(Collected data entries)
>>

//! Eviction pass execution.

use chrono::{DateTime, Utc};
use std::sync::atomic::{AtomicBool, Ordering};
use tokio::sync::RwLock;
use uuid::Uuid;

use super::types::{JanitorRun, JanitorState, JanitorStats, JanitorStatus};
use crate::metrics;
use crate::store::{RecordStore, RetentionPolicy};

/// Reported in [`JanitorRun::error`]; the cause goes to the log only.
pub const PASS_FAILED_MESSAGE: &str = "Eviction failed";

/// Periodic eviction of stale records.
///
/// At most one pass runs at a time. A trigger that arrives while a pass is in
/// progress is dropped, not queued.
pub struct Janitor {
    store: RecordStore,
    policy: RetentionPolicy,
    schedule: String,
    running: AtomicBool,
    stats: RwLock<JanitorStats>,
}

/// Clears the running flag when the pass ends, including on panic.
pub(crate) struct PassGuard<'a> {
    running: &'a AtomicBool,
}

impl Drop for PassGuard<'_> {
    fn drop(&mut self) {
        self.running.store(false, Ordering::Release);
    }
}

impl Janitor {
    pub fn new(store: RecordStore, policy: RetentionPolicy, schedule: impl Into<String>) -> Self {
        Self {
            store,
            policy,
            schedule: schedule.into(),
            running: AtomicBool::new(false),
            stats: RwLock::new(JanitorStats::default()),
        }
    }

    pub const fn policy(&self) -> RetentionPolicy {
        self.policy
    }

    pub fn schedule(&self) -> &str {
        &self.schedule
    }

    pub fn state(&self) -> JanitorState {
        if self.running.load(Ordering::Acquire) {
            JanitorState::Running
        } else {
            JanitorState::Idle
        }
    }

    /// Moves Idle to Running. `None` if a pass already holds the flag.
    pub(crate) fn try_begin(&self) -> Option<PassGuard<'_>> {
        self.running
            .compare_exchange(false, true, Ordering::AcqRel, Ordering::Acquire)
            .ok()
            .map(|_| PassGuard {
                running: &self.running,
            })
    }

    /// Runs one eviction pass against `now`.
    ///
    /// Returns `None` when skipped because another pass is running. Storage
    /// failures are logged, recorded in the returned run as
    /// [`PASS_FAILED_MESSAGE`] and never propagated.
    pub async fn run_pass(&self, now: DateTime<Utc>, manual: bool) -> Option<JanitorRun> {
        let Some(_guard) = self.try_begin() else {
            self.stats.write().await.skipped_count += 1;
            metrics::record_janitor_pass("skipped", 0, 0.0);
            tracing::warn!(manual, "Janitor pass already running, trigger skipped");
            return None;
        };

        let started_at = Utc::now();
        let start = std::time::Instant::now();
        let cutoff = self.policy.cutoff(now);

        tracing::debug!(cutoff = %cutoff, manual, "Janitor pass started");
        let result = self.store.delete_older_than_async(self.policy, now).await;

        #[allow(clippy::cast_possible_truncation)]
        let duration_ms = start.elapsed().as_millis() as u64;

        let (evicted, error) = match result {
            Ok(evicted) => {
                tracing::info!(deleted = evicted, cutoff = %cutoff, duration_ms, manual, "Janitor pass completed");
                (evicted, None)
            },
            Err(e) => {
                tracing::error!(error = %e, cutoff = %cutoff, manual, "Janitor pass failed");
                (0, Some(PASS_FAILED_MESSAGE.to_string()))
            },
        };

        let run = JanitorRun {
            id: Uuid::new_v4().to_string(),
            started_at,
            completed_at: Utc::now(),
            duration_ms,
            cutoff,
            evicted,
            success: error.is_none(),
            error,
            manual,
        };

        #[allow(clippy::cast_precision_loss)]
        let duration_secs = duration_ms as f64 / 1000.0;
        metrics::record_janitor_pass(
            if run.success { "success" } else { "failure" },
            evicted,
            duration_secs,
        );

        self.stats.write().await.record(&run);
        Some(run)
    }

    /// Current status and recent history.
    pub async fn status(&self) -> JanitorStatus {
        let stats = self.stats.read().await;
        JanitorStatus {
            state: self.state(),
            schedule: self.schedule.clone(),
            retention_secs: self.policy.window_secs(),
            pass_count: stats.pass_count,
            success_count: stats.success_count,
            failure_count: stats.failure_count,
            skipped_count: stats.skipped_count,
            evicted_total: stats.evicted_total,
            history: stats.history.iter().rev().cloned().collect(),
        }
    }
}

<<

Task item> Reproduce every record above, word for word.

Exercise result>
//! Eviction pass execution.

use chrono::{DateTime, Utc};
use std::sync::atomic::{AtomicBool, Ordering};
use tokio::sync::RwLock;
use uuid::Uuid;

use super::types::{JanitorRun, JanitorState, JanitorStats, JanitorStatus};
use crate::metrics;
use crate::store::{RecordStore, RetentionPolicy};

/// Reported in [`JanitorRun::error`]; the cause goes to the log only.
pub const PASS_FAILED_MESSAGE: &str = "Eviction failed";

/// Periodic eviction of stale records.
///
/// At most one pass runs at a time. A trigger that arrives while a pass is in
/// progress is dropped, not queued.
pub struct Janitor {
    store: RecordStore,
    policy: RetentionPolicy,
    schedule: String,
    running: AtomicBool,
    stats: RwLock<JanitorStats>,
}

/// Clears the running flag when the pass ends, including on panic.
pub(crate) struct PassGuard<'a> {
    running: &'a AtomicBool,
}

impl Drop for PassGuard<'_> {
    fn drop(&mut self) {
        self.running.store(false, Ordering::Release);
    }
}

impl Janitor {
    pub fn new(store: RecordStore, policy: RetentionPolicy, schedule: impl Into<String>) -> Self {
        Self {
            store,
            policy,
            schedule: schedule.into(),
            running: AtomicBool::new(false),
            stats: RwLock::new(JanitorStats::default()),
        }
    }

    pub const fn policy(&self) -> RetentionPolicy {
        self.policy
    }

    pub fn schedule(&self) -> &str {
        &self.schedule
    }

    pub fn state(&self) -> JanitorState {
        if self.running.load(Ordering::Acquire) {
            JanitorState::Running
        } else {
            JanitorState::Idle
        }
    }

    /// Moves Idle to Running. `None` if a pass already holds the flag.
    pub(crate) fn try_begin(&self) -> Option<PassGuard<'_>> {
        self.running
            .compare_exchange(false, true, Ordering::AcqRel, Ordering::Acquire)
            .ok()
            .map(|_| PassGuard {
                running: &self.running,
            })
    }

    /// Runs one eviction pass against `now`.
    ///
    /// Returns `None` when skipped because another pass is running. Storage
    /// failures are logged, recorded in the returned run as
    /// [`PASS_FAILED_MESSAGE`] and never propagated.
    pub async fn run_pass(&self, now: DateTime<Utc>, manual: bool) -> Option<JanitorRun> {
        let Some(_guard) = self.try_begin() else {
            self.stats.write().await.skipped_count += 1;
            metrics::record_janitor_pass("skipped", 0, 0.0);
            tracing::warn!(manual, "Janitor pass already running, trigger skipped");
            return None;
        };

        let started_at = Utc::now();
        let start = std::time::Instant::now();
        let cutoff = self.policy.cutoff(now);

        tracing::debug!(cutoff = %cutoff, manual, "Janitor pass started");
        let result = self.store.delete_older_than_async(self.policy, now).await;

        #[allow(clippy::cast_possible_truncation)]
        let duration_ms = start.elapsed().as_millis() as u64;

        let (evicted, error) = match result {
            Ok(evicted) => {
                tracing::info!(deleted = evicted, cutoff = %cutoff, duration_ms, manual, "Janitor pass completed");
                (evicted, None)
            },
            Err(e) => {
                tracing::error!(error = %e, cutoff = %cutoff, manual, "Janitor pass failed");
                (0, Some(PASS_FAILED_MESSAGE.to_string()))
            },
        };

        let run = JanitorRun {
            id: Uuid::new_v4().to_string(),
            started_at,
            completed_at: Utc::now(),
            duration_ms,
            cutoff,
            evicted,
            success: error.is_none(),
            error,
            manual,
        };

        #[allow(clippy::cast_precision_loss)]
        let duration_secs = duration_ms as f64 / 1000.0;
        metrics::record_janitor_pass(
            if run.success { "success" } else { "failure" },
            evicted,
            duration_secs,
        );

        self.stats.write().await.record(&run);
        Some(run)
    }

    /// Current status and recent history.
    pub async fn status(&self) -> JanitorStatus {
        let stats = self.stats.read().await;
        JanitorStatus {
            state: self.state(),
            schedule: self.schedule.clone(),
            retention_secs: self.policy.window_secs(),
            pass_count: stats.pass_count,
            success_count: stats.success_count,
            failure_count: stats.failure_count,
            skipped_count: stats.skipped_count,
            evicted_total: stats.evicted_total,
            history: stats.history.iter().rev().cloned().collect(),
        }
    }
}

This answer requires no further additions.